**Directions for this task:** In the entries that follow, the lines from the one with "assert_eq!(source.next_byte(), Some(b'2'));" through the one with "assert_eq!(source.next_byte(), Some(b'z'));" are the ones to write out, exactly and with both ends included. Nothing else should appear.

Top of Data for this exercise

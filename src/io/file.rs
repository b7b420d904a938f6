//! # 文件字节流适配器
//!
//! 将 `ByteSource` / `ByteSink` 绑定到已打开的文件句柄，
//! 也覆盖标准输入 / 标准输出。默认且参考性的具体实现。
//!
//! ## 功能
//! - `FileByteSource`: 带回推栈的逐字节读取
//! - `FileByteSink`: 逐字节写出，drop 时冲刷缓冲
//!
//! ## 依赖关系
//! - 被 `batch/driver.rs` 构造
//! - 实现 `io/mod.rs` 中的 trait

use std::fs::File;
use std::io::{BufReader, BufWriter, ErrorKind, Read, Write};
use std::path::Path;

use super::{ByteSink, ByteSource};
use crate::error::{DocmendError, Result};

/// 文件字节来源
///
/// 句柄的生命周期由所有权决定：持有 `File` 时随 drop 关闭，
/// 持有 `io::stdin()` 时不关闭进程的标准输入。回推栈始终归
/// 来源独占，随来源一起释放。
pub struct FileByteSource {
    reader: BufReader<Box<dyn Read>>,
    pushback: Vec<u8>,
    exhausted: bool,
}

impl std::fmt::Debug for FileByteSource {
    fn fmt(&self, f: &mut std::fmt::Formatter<'_>) -> std::fmt::Result {
        f.debug_struct("FileByteSource")
            .field("pushback", &self.pushback)
            .field("exhausted", &self.exhausted)
            .finish_non_exhaustive()
    }
}

impl FileByteSource {
    /// 打开命名文件作为字节来源
    ///
    /// 打开失败是调用方层面的错误；来源一旦构造成功，之后的读取
    /// 只会以 EOF 结束，不再产生错误。
    pub fn open(path: &Path) -> Result<Self> {
        let file = File::open(path).map_err(|e| DocmendError::InputOpenError {
            path: path.display().to_string(),
            source: e,
        })?;
        Ok(Self::from_reader(Box::new(file)))
    }

    /// 以标准输入作为字节来源
    pub fn stdin() -> Self {
        Self::from_reader(Box::new(std::io::stdin()))
    }

    /// 包装任意已打开的读取句柄
    pub fn from_reader(reader: Box<dyn Read>) -> Self {
        Self {
            reader: BufReader::new(reader),
            pushback: Vec::new(),
            exhausted: false,
        }
    }

    /// 绕过回推栈，从介质读取一个字节；介质故障视同 EOF
    fn read_raw(&mut self) -> Option<u8> {
        if self.exhausted {
            return None;
        }
        let mut buf = [0u8; 1];
        loop {
            match self.reader.read(&mut buf) {
                Ok(0) => {
                    self.exhausted = true;
                    return None;
                }
                Ok(_) => return Some(buf[0]),
                Err(e) if e.kind() == ErrorKind::Interrupted => continue,
                Err(_) => {
                    self.exhausted = true;
                    return None;
                }
            }
        }
    }
}

impl ByteSource for FileByteSource {
    fn next_byte(&mut self) -> Option<u8> {
        if let Some(byte) = self.pushback.pop() {
            return Some(byte);
        }
        self.read_raw()
    }

    fn at_eof(&mut self) -> bool {
        if !self.pushback.is_empty() {
            return false;
        }
        // 需要向介质预读一个字节才能回答；读到的字节进回推栈
        match self.read_raw() {
            Some(byte) => {
                self.pushback.push(byte);
                false
            }
            None => true,
        }
    }

    fn push_back(&mut self, byte: u8) {
        self.pushback.push(byte);
    }
}

/// 文件字节去向
pub struct FileByteSink {
    writer: BufWriter<Box<dyn Write>>,
}

impl std::fmt::Debug for FileByteSink {
    fn fmt(&self, f: &mut std::fmt::Formatter<'_>) -> std::fmt::Result {
        f.debug_struct("FileByteSink").finish_non_exhaustive()
    }
}

impl FileByteSink {
    /// 创建（或截断）命名文件作为字节去向
    pub fn create(path: &Path) -> Result<Self> {
        let file = File::create(path).map_err(|e| DocmendError::OutputOpenError {
            path: path.display().to_string(),
            source: e,
        })?;
        Ok(Self::from_writer(Box::new(file)))
    }

    /// 以标准输出作为字节去向
    pub fn stdout() -> Self {
        Self::from_writer(Box::new(std::io::stdout()))
    }

    /// 包装任意已打开的写入句柄
    pub fn from_writer(writer: Box<dyn Write>) -> Self {
        Self {
            writer: BufWriter::new(writer),
        }
    }

    /// 冲刷缓冲；drop 时也会自动冲刷
    pub fn flush(&mut self) {
        self.writer.flush().ok();
    }
}

impl ByteSink for FileByteSink {
    fn put_byte(&mut self, byte: u8) {
        // 写入故障与打开故障不同，在此抽象层内没有独立的表达，
        // 与介质层 put 操作的语义保持一致
        self.writer.write_all(&[byte]).ok();
    }
}
//! # 统一错误处理模块
//!
//! 定义 Docmend 的所有错误类型，使用 `thiserror` 派生。
//!
//! ## 依赖关系
//! - 被所有其他模块使用
//! - 无外部模块依赖

use thiserror::Error;

/// Docmend 统一错误类型
#[derive(Error, Debug)]
pub enum DocmendError {
    // ─────────────────────────────────────────────────────────────
    // I/O 错误
    // ─────────────────────────────────────────────────────────────
    #[error("Failed to open input: {path}")]
    InputOpenError {
        path: String,
        #[source]
        source: std::io::Error,
    },

    #[error("Failed to open output: {path}")]
    OutputOpenError {
        path: String,
        #[source]
        source: std::io::Error,
    },

    // ─────────────────────────────────────────────────────────────
    // 配置错误
    // ─────────────────────────────────────────────────────────────
    #[error("Failed to read config file: {path}")]
    ConfigReadError {
        path: String,
        #[source]
        source: std::io::Error,
    },

    #[error("Unknown option: {0}")]
    UnknownOption(String),

    #[error("Invalid value for option '{key}': {value}")]
    InvalidOptionValue { key: String, value: String },
}

/// Result 类型别名
pub type Result<T> = std::result::Result<T, DocmendError>;
//! # 可插拔字节流模块
//!
//! 定义引擎与物理存储之间唯一的接缝：`ByteSource` / `ByteSink`。
//! 引擎只面对这两个 trait，字节可以来自文件、内存缓冲区或未来的
//! 其他传输方式，而引擎本身无需修改。
//!
//! ## 功能
//! - 逐字节读取，支持无上限的 LIFO 回推（pushback）
//! - 逐字节写入，不附加介质之外的缓冲约定
//!
//! ## 依赖关系
//! - 被 `engine/`、`batch/` 使用
//! - 子模块: file, memory

pub mod file;
pub mod memory;

pub use file::{FileByteSink, FileByteSource};
pub use memory::{MemByteSink, MemByteSource};

/// 字节来源
///
/// 产出一个有限的惰性字节序列。流结束以 `None` 表示，抽象层不区分
/// 介质故障与 EOF；介质能否打开由调用方在构造来源之前检查。
pub trait ByteSource {
    /// 读取组合字节流（回推栈 + 介质）中的下一个字节
    ///
    /// 回推栈非空时按 LIFO 顺序弹出，否则才从介质读取。
    /// 真正的流结束之后始终返回 `None`。
    fn next_byte(&mut self) -> Option<u8>;

    /// 组合字节流是否已到末尾
    ///
    /// 回推栈非空时必须返回 `false`，即使介质已经耗尽——流结束是
    /// 组合序列的属性，不是介质单独的属性。
    fn at_eof(&mut self) -> bool;

    /// 回推一个字节，留待下一次 `next_byte` 返回
    ///
    /// 回推栈没有固定容量上限，解析器可以预读任意深度后按
    /// 相反顺序逐字节推回，恢复原始顺序。
    fn push_back(&mut self, byte: u8);
}

/// 字节去向
pub trait ByteSink {
    /// 写出一个字节
    fn put_byte(&mut self, byte: u8);
}

#[cfg(test)]
mod tests {
    use super::*;

    #[test]
    fn test_pushback_lifo_order() {
        let mut source = MemByteSource::new(b"xyz".to_vec());
        source.push_back(b'3');
        source.push_back(b'2');
        source.push_back(b'1');

        // LIFO：后推先出，且先于任何介质字节
        assert_eq!(source.next_byte(), Some(b'1'));
        assert_eq!(source.next_byte(), Some(b'2'));
        assert_eq!(source.next_byte(), Some(b'3'));
        assert_eq!(source.next_byte(), Some(b'x'));
    }

    #[test]
    fn test_pushback_restores_lookahead() {
        let mut source = MemByteSource::new(b"abc".to_vec());

        // 预读两个字节后按相反顺序推回，应恢复原始顺序
        let first = source.next_byte().unwrap();
        let second = source.next_byte().unwrap();
        source.push_back(second);
        source.push_back(first);

        assert_eq!(source.next_byte(), Some(b'a'));
        assert_eq!(source.next_byte(), Some(b'b'));
        assert_eq!(source.next_byte(), Some(b'c'));
        assert_eq!(source.next_byte(), None);
    }

    #[test]
    fn test_at_eof_false_while_pushback_pending() {
        let mut source = MemByteSource::new(b"a".to_vec());
        assert_eq!(source.next_byte(), Some(b'a'));
        assert!(source.at_eof());

        // 介质已耗尽，但回推字节尚未消费
        source.push_back(b'z');
        assert!(!source.at_eof());
        assert_eq!(source.next_byte(), Some(b'z'));
        assert!(source.at_eof());
    }

    #[test]
    fn test_read_past_eof_keeps_returning_none() {
        let mut source = MemByteSource::new(Vec::new());
        assert_eq!(source.next_byte(), None);
        assert_eq!(source.next_byte(), None);
        assert!(source.at_eof());
    }
}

Bottom of Data for this exercise

**Exercise answer:**
        assert_eq!(source.next_byte(), Some(b'2'));
        assert_eq!(source.next_byte(), Some(b'3'));
        assert_eq!(source.next_byte(), Some(b'x'));
    }

    #[test]
    fn test_pushback_restores_lookahead() {
        let mut source = MemByteSource::new(b"abc".to_vec());

        // 预读两个字节后按相反顺序推回，应恢复原始顺序
        let first = source.next_byte().unwrap();
        let second = source.next_byte().unwrap();
        source.push_back(second);
        source.push_back(first);

        assert_eq!(source.next_byte(), Some(b'a'));
        assert_eq!(source.next_byte(), Some(b'b'));
        assert_eq!(source.next_byte(), Some(b'c'));
        assert_eq!(source.next_byte(), None);
    }

    #[test]
    fn test_at_eof_false_while_pushback_pending() {
        let mut source = MemByteSource::new(b"a".to_vec());
        assert_eq!(source.next_byte(), Some(b'a'));
        assert!(source.at_eof());

        // 介质已耗尽，但回推字节尚未消费
        source.push_back(b'z');
        assert!(!source.at_eof());
        assert_eq!(source.next_byte(), Some(b'z'));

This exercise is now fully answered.